> **Action item**:
Whenever a line in the data holds the string "round", copy that line.

Collected data entries
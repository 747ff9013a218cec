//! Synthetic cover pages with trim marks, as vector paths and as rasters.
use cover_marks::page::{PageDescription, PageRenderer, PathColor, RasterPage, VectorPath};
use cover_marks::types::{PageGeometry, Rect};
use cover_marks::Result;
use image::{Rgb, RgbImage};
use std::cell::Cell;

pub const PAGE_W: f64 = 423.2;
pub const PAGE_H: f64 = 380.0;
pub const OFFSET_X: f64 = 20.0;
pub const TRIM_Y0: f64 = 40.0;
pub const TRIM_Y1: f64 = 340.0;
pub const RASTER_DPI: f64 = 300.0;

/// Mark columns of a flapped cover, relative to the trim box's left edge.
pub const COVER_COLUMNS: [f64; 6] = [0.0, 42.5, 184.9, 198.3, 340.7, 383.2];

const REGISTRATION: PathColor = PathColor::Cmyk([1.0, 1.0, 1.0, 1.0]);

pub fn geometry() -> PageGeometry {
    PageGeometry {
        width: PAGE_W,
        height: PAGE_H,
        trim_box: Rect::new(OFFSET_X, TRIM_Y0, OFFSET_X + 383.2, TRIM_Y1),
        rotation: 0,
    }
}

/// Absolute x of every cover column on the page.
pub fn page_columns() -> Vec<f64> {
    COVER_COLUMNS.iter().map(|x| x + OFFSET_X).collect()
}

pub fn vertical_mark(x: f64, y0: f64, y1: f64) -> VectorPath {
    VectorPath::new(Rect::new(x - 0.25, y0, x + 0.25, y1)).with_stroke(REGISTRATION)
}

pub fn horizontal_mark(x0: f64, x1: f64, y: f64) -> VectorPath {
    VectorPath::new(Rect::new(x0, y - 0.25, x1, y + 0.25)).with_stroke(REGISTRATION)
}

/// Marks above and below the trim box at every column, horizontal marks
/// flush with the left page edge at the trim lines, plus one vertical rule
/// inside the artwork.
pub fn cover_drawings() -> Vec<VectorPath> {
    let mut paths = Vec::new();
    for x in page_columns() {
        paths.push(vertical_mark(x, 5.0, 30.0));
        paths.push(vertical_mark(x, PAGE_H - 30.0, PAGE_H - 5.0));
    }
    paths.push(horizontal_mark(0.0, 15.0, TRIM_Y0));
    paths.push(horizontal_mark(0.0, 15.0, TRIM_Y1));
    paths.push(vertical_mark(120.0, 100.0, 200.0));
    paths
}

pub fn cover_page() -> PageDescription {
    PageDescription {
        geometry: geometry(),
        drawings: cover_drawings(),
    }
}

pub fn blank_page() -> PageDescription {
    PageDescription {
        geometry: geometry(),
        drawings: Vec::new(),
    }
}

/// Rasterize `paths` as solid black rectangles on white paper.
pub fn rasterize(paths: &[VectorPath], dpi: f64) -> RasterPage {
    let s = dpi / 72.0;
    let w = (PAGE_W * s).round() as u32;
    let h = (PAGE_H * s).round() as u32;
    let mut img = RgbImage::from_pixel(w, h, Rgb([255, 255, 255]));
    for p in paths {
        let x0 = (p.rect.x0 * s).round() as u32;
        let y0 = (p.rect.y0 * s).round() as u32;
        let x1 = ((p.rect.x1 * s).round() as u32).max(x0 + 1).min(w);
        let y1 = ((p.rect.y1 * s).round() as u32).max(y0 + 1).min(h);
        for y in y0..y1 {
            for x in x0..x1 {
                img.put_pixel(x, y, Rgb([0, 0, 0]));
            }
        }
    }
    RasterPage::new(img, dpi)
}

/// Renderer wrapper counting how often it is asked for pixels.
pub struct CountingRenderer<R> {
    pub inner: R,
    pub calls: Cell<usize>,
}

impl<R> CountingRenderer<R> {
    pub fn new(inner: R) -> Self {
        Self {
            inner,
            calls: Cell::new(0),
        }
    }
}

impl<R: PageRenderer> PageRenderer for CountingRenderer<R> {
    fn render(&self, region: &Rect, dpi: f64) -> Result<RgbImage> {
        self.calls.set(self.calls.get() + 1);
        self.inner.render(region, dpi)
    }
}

...

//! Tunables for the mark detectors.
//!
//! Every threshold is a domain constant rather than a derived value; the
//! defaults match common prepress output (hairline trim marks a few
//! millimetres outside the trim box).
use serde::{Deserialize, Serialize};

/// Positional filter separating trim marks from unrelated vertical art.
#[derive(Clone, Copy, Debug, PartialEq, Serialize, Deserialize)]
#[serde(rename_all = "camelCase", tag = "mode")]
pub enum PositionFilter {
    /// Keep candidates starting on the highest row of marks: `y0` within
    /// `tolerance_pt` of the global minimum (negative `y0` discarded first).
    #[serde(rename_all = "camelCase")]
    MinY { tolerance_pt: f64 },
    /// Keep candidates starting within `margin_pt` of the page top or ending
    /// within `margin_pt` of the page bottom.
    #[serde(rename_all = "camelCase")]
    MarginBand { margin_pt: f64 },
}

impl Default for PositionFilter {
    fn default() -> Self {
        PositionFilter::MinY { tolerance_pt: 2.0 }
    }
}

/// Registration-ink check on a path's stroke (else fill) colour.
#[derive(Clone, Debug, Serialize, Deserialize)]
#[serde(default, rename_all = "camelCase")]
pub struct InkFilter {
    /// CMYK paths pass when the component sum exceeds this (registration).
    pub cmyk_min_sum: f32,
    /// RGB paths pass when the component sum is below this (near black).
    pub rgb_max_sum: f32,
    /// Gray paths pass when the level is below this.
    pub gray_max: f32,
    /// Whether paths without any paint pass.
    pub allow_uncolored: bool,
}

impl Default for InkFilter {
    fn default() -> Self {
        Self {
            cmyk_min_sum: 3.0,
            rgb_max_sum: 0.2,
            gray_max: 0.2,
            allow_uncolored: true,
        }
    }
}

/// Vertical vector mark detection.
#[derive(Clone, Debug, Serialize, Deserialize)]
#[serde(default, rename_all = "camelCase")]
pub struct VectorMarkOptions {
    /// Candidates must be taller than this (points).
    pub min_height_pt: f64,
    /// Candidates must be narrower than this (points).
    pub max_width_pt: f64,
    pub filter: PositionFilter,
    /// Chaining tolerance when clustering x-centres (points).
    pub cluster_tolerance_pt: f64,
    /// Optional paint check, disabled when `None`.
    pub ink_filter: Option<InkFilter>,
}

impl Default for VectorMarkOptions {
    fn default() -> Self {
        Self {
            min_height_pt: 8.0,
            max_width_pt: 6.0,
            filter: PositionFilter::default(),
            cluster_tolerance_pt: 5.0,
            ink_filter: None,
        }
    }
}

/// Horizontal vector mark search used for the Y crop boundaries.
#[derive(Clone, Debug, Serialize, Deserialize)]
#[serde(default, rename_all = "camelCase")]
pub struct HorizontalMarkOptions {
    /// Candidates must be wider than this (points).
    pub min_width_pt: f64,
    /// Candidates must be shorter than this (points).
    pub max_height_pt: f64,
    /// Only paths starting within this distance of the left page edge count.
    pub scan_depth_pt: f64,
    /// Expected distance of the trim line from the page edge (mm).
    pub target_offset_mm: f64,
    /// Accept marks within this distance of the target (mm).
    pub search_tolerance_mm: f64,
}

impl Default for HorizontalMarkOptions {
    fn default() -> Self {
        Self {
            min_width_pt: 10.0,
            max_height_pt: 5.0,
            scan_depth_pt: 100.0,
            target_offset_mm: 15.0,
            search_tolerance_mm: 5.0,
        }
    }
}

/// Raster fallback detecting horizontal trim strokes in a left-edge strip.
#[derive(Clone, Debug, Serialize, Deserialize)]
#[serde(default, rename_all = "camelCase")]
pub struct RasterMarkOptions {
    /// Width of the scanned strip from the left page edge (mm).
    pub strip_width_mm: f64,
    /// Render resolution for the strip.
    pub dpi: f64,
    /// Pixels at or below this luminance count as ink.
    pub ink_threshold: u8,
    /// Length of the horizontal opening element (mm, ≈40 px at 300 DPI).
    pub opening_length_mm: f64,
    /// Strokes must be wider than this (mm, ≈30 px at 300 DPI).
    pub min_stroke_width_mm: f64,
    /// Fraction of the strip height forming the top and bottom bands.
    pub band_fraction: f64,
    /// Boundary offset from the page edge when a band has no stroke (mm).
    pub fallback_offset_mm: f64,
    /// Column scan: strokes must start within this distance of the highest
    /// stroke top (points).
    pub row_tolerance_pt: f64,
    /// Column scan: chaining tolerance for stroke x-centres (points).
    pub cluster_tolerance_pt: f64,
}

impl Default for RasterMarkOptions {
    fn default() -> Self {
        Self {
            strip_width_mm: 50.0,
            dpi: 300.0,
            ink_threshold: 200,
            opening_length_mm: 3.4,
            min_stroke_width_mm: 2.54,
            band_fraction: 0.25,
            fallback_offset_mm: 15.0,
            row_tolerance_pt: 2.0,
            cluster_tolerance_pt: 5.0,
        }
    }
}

> **Task result**:
    let w = (PAGE_W * s).round() as u32;
    let h = (PAGE_H * s).round() as u32;
        let x0 = (p.rect.x0 * s).round() as u32;
        let y0 = (p.rect.y0 * s).round() as u32;
        let x1 = ((p.rect.x1 * s).round() as u32).max(x0 + 1).min(w);
        let y1 = ((p.rect.y1 * s).round() as u32).max(y0 + 1).min(h);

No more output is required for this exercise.